05_04_00 - Arithmetic Kernels¶
Overview¶
The arithmetic kernels are the most fundamental operations in the entire DSP system. Every algorithm - filters, oscillators, effects - ultimately reduces to sequences of adds, multiplies, and related operations.
Implemented Kernels¶
Addition Family¶
- add_kernel - Sample-by-sample addition:
out[i] = a[i] + b[i] - add_scalar_kernel - Add constant:
out[i] = signal[i] + scalar - subtract_kernel - Sample-by-sample subtraction:
out[i] = a[i] - b[i] - negate_kernel - Phase inversion:
out[i] = -signal[i]
Multiplication Family¶
- multiply_kernel - Sample-by-sample multiplication:
out[i] = a[i] * b[i] - multiply_scalar_kernel - Multiply by constant:
out[i] = signal[i] * scalar - divide_kernel - Sample-by-sample division:
out[i] = a[i] / b[i] - reciprocal_kernel - Reciprocal:
out[i] = 1.0 / signal[i]
Utilities¶
- flush_denormals_kernel - Flush denormal values to zero for performance
Mathematical Definitions¶
All operations follow standard IEEE 754 floating-point arithmetic unless otherwise noted.
Add Kernel¶
Mathematical: z = x + y
Properties:
- Commutative: x + y = y + x
- Associative: (x + y) + z = x + (y + z)
- Identity: x + 0 = x
Complexity: O(n)
Vectorizable: Yes (SSE/AVX/NEON)
Multiply Kernel¶
Mathematical: z = x · y
Properties:
- Commutative: x · y = y · x
- Associative: (x · y) · z = x · (y · z)
- Identity: x · 1 = x
- Annihilator: x · 0 = 0
Complexity: O(n)
Vectorizable: Yes (SSE/AVX/NEON)
Performance Characteristics¶
Theoretical Performance (float32, AVX2)¶
| Kernel | Scalar (cycles/sample) | SIMD (cycles/sample) | Speedup |
|---|---|---|---|
| add_kernel | 1.0 | 0.125 | 8x |
| multiply_kernel | 1.5 | 0.188 | 8x |
| divide_kernel | 14.0 | 2.0 | 7x |
Note: Actual performance depends on CPU architecture, memory bandwidth, and cache behavior.
SIMD Optimization Status¶
✅ Auto-vectorizable - Compiler can automatically generate SIMD code
- Ensure -O3 -march=native (GCC/Clang) or /O2 /arch:AVX2 (MSVC)
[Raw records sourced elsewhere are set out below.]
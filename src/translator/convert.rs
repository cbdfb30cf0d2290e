//! Native expression trees to optimizer expressions.

use crate::expression::{Expression, OperatorKind, OperatorRef};
use crate::native::{FunctionInfo, NativeExpr, NativeHandle};
use crate::planner::Field;
use crate::translator::error::{Result, TranslateError};
use crate::translator::symbols::SymbolTranslator;
use crate::types::DataType;

/// Converts native expressions over a fixed input row type
pub struct ExprConverter<'a> {
    translator: &'a SymbolTranslator,
    row_type: &'a [Field],
}

impl<'a> ExprConverter<'a> {
    pub fn new(translator: &'a SymbolTranslator, row_type: &'a [Field]) -> Self {
        Self {
            translator,
            row_type,
        }
    }

    pub fn convert(&self, expr: &NativeExpr) -> Result<Expression> {
        match expr {
            NativeExpr::Column { name } => self.convert_column(name),
            NativeExpr::Constant { value, data_type } => {
                let data_type = data_type
                    .clone()
                    .or_else(|| value.data_type())
                    .unwrap_or(DataType::Void);
                Ok(Expression::typed_literal(value.clone(), data_type))
            }
            NativeExpr::Function {
                name,
                args,
                return_type,
            } => self.convert_function(name, args, return_type.as_ref()),
        }
    }

    fn convert_column(&self, name: &str) -> Result<Expression> {
        self.row_type
            .iter()
            .position(|field| field.name.eq_ignore_ascii_case(name))
            .map(|index| Expression::column(index, self.row_type[index].data_type.clone()))
            .ok_or_else(|| TranslateError::UnknownColumn(name.to_string()))
    }

    fn convert_function(
        &self,
        name: &str,
        args: &[NativeExpr],
        return_type: Option<&DataType>,
    ) -> Result<Expression> {
        let operands = args
            .iter()
            .map(|arg| self.convert(arg))
            .collect::<Result<Vec<_>>>()?;
        let hint = self.describe(name);

        if let Some(info) = hint.as_ref().filter(|info| info.cast_target().is_some()) {
            return self.convert_cast(info, operands, return_type);
        }

        let arg_types: Vec<DataType> = operands.iter().map(|e| e.data_type().clone()).collect();
        let declared = return_type.cloned().unwrap_or(DataType::Void);
        let operator = match hint.as_ref().map(|info| &info.handle) {
            Some(NativeHandle::Aggregate(_)) => {
                self.translator
                    .resolve_aggregate(name, &arg_types, &declared)?
            }
            _ => self
                .translator
                .resolve_operator(name, hint.as_ref(), &arg_types, &declared)?,
        };

        if operator.std.is_some() && !operator.arity.allows(operands.len()) {
            return Err(TranslateError::ArgumentCount {
                function: operator.name.clone(),
                expected: operator.arity.min,
                actual: operands.len(),
            });
        }

        let return_type = match return_type {
            Some(ty) => ty.clone(),
            None => operator
                .infer_return_type(&arg_types)
                .filter(|ty| *ty != DataType::Void)
                .ok_or_else(|| TranslateError::UnknownReturnType(name.to_string()))?,
        };

        let operands = flatten(&operator, operands);
        Ok(Expression::call(operator, operands, return_type))
    }

    fn convert_cast(
        &self,
        info: &FunctionInfo,
        mut operands: Vec<Expression>,
        return_type: Option<&DataType>,
    ) -> Result<Expression> {
        if operands.len() != 1 {
            return Err(TranslateError::ArgumentCount {
                function: info.display_name.clone(),
                expected: 1,
                actual: operands.len(),
            });
        }
        let target = return_type
            .or_else(|| info.cast_target())
            .cloned()
            .ok_or_else(|| TranslateError::UnknownReturnType(info.display_name.clone()))?;
        let operand = operands.remove(0);
        Ok(Expression::cast(operand, target))
    }

    fn describe(&self, name: &str) -> Option<FunctionInfo> {
        if name.trim().is_empty() {
            return None;
        }
        self.translator.registry().lookup(name)
    }
}

/// Splice operands of nested AND/OR calls into their same-kind parent
fn flatten(operator: &OperatorRef, operands: Vec<Expression>) -> Vec<Expression> {
    if !matches!(operator.kind, OperatorKind::And | OperatorKind::Or) {
        return operands;
    }
    let mut flat = Vec::with_capacity(operands.len());
    for operand in operands {
        match operand.as_call() {
            Some(call) if call.operator.kind == operator.kind => {
                flat.extend(call.operands.iter().cloned())
            }
            _ => flat.push(operand),
        }
    }
    flat
}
- Loop structure designed for vectorization
- No data dependencies between iterations
Usage Examples¶
Basic Addition¶
#include "arithmetic_kernels.h"
float input_a[1024];
float input_b[1024];
float output[1024];
// Fill inputs...
audiolab::kernels::l0::add_kernel(input_a, input_b, output, 1024);
DC Offset Removal¶
float audio[1024];
// Measured DC offset
float dc_offset = 0.05f;
audiolab::kernels::l0::add_scalar_kernel(audio, -dc_offset, audio, 1024);
Variable Gain¶
float audio[1024];
float gain_envelope[1024]; // Time-varying gain
float output[1024];
audiolab::kernels::l0::multiply_kernel(audio, gain_envelope, output, 1024);
Fixed Attenuation¶
float audio[1024];
// -6dB = 0.5 linear gain
audiolab::kernels::l0::multiply_scalar_kernel(audio, 0.5f, audio, 1024);
Numerical Considerations¶
Denormals¶
Denormal (subnormal) numbers (|x| < 1e-38 for float) cause severe performance degradation. Use flush_denormals_kernel periodically:
float signal[1024];
// ... processing ...
// Flush every N samples to prevent denormal accumulation
audiolab::kernels::l0::flush_denormals_kernel(signal, 1024);
Overflow¶
Addition/multiplication can overflow. Ensure inputs are properly scaled: - Audio signals: typically normalized to [-1.0, 1.0] - Intermediate calculations: may require extended precision (double)
Division by Zero¶
divide_kernel and reciprocal_kernel do not check for zero divisors. This produces inf or NaN. Validate inputs or use clamping.
Testing¶
Run Tests¶
Test Coverage¶
- ✅ Correctness tests (mathematical validation)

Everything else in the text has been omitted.